_EXERCISE_: From the data, copy out every line in which the word "crate" appears.

_DATA IN THIS EXERCISE_:
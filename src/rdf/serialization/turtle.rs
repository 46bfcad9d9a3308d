//! Turtle format implementation

use super::{ParseError, ParseResult, SerializeResult};
use crate::rdf::namespace::NamespaceManager;
use crate::rdf::vocab::{rdf, xsd};
use crate::rdf::{BlankNode, Literal, NamedNode, RdfObject, RdfPredicate, RdfSubject, Triple};
use indexmap::IndexMap;
use rio_api::parser::TriplesParser;
use rio_turtle::TurtleParser;
use std::fmt::Write;
use std::io::{BufReader, Cursor};

/// Turtle parser
pub struct TurtleParserWrapper;

impl TurtleParserWrapper {
    /// Parse Turtle string to Triples
    pub fn parse(input: &str) -> ParseResult<Vec<Triple>> {
        let cursor = Cursor::new(input);
        let mut reader = BufReader::new(cursor);
        let mut parser = TurtleParser::new(&mut reader, None);

        let mut triples = Vec::new();

        let res: Result<(), rio_turtle::TurtleError> = parser.parse_all(&mut |t| {
            triples.push(convert_triple(t).map_err(invalid_data)?);
            Ok(())
        });

        match res {
            Ok(_) => Ok(triples),
            Err(e) => Err(ParseError::Parse(e.to_string())),
        }
    }
}

/// Turtle writer
///
/// Emits one `@prefix` line per bound namespace, then one block per
/// subject in first-appearance order. Predicates keep their emission order;
/// repeated predicates share a line with `,`.
pub struct TurtleWriter<'a> {
    namespaces: &'a NamespaceManager,
}

impl<'a> TurtleWriter<'a> {
    pub fn new(namespaces: &'a NamespaceManager) -> Self {
        Self { namespaces }
    }

    /// Serialize Triples to Turtle string
    pub fn write(&self, triples: &[Triple]) -> SerializeResult<String> {
        let mut output = String::new();
        for ns in self.namespaces.prefixes() {
            writeln!(output, "@prefix {}: <{}> .", ns.prefix, ns.iri)?;
        }

        let mut subjects: IndexMap<&RdfSubject, IndexMap<&RdfPredicate, Vec<&RdfObject>>> =
            IndexMap::new();
        for triple in triples {
            let objects = subjects
                .entry(&triple.subject)
                .or_default()
                .entry(&triple.predicate)
                .or_default();
            if !objects.contains(&&triple.object) {
                objects.push(&triple.object);
            }
        }

        for (subject, predicates) in &subjects {
            writeln!(output)?;
            output.push_str(&self.subject(subject));
            for (i, (predicate, objects)) in predicates.iter().enumerate() {
                output.push_str(if i == 0 { " " } else { " ;\n    " });
                output.push_str(&self.predicate(predicate));
                let objects: Vec<String> = objects.iter().map(|o| self.object(o)).collect();
                write!(output, " {}", objects.join(", "))?;
            }
            writeln!(output, " .")?;
        }

        Ok(output)
    }

    fn iri(&self, iri: &str) -> String {
        self.namespaces
            .compact(iri)
            .unwrap_or_else(|| format!("<{}>", iri))
    }

    fn subject(&self, subject: &RdfSubject) -> String {
        match subject {
            RdfSubject::NamedNode(n) => self.iri(n.as_str()),
            RdfSubject::BlankNode(b) => b.to_string(),
        }
    }

    fn predicate(&self, predicate: &RdfPredicate) -> String {
        if predicate.as_str() == rdf::TYPE {
            "a".to_string()
        } else {
            self.iri(predicate.as_str())
        }
    }

    fn object(&self, object: &RdfObject) -> String {
        match object {
            RdfObject::NamedNode(n) => self.iri(n.as_str()),
            RdfObject::BlankNode(b) => b.to_string(),
            RdfObject::Literal(l) => self.literal(l),
        }
    }

    fn literal(&self, literal: &Literal) -> String {
        let value = literal.value();
        if let Some(lang) = literal.language() {
            return format!("{}@{}", quote(value), lang);
        }
        if literal.is_plain() {
            return quote(value);
        }
        let datatype = literal.datatype();
        match datatype.as_str() {
            xsd::INTEGER if is_integer_token(value) => value.to_string(),
            xsd::BOOLEAN if value == "true" || value == "false" => value.to_string(),
            dt => format!("{}^^{}", quote(value), self.iri(dt)),
        }
    }
}

fn is_integer_token(value: &str) -> bool {
    let digits = value.strip_prefix('-').unwrap_or(value);
    !digits.is_empty() && digits.bytes().all(|b| b.is_ascii_digit())
}

fn quote(value: &str) -> String {
    let mut out = String::with_capacity(value.len() + 2);
    out.push('"');
    for c in value.chars() {
        match c {
            '"' => out.push_str("\\\""),
            '\\' => out.push_str("\\\\"),
            '\n' => out.push_str("\\n"),
            '\r' => out.push_str("\\r"),
            '\t' => out.push_str("\\t"),
            c => out.push(c),
        }
    }
    out.push('"');
    out
}

pub(super) fn invalid_data(e: ParseError) -> std::io::Error {
    std::io::Error::new(std::io::ErrorKind::InvalidData, e.to_string())
}

pub(super) fn convert_triple(t: rio_api::model::Triple) -> ParseResult<Triple> {
    Ok(Triple::new(
        convert_subject(t.subject)?,
        convert_predicate(t.predicate)?,
        convert_object(t.object)?,
    ))
}

fn convert_subject(s: rio_api::model::Subject) -> ParseResult<RdfSubject> {
    match s {
        rio_api::model::Subject::NamedNode(n) => Ok(RdfSubject::NamedNode(
            NamedNode::new(n.iri).map_err(|e| ParseError::Parse(e.to_string()))?,
        )),
        rio_api::model::Subject::BlankNode(b) => Ok(RdfSubject::BlankNode(
            BlankNode::from_id(b.id).map_err(|e| ParseError::Parse(e.to_string()))?,
        )),
        #[allow(unreachable_patterns)]
        _ => Err(ParseError::Parse("Unsupported subject type".to_string())),
    }
}

fn convert_predicate(p: rio_api::model::NamedNode) -> ParseResult<RdfPredicate> {
    RdfPredicate::new(p.iri).map_err(|e| ParseError::Parse(e.to_string()))
}

fn convert_object(o: rio_api::model::Term) -> ParseResult<RdfObject> {
    match o {
        rio_api::model::Term::NamedNode(n) => Ok(RdfObject::NamedNode(
            NamedNode::new(n.iri).map_err(|e| ParseError::Parse(e.to_string()))?,
        )),
        rio_api::model::Term::BlankNode(b) => Ok(RdfObject::BlankNode(
            BlankNode::from_id(b.id).map_err(|e| ParseError::Parse(e.to_string()))?,
        )),
        rio_api::model::Term::Literal(l) => match l {
            rio_api::model::Literal::Simple { value } => {
                Ok(RdfObject::Literal(Literal::new_simple_literal(value)))
            }
            rio_api::model::Literal::LanguageTaggedString { value, language } => {
                Ok(RdfObject::Literal(
                    Literal::new_language_tagged_literal(value, language)
                        .map_err(|e| ParseError::Parse(e.to_string()))?,
                ))
            }
            rio_api::model::Literal::Typed { value, datatype } => {
                let dt = NamedNode::new(datatype.iri)
                    .map_err(|e| ParseError::Parse(e.to_string()))?;
                Ok(RdfObject::Literal(Literal::new_typed_literal(value, dt)))
            }
        },
        #[allow(unreachable_patterns)]
        _ => Err(ParseError::Parse("Unsupported object type".to_string())),
    }
}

_WRITTEN REPLY_:
use crate::rdf::namespace::NamespaceManager;
use crate::rdf::vocab::{rdf, xsd};
use crate::rdf::{BlankNode, Literal, NamedNode, RdfObject, RdfPredicate, RdfSubject, Triple};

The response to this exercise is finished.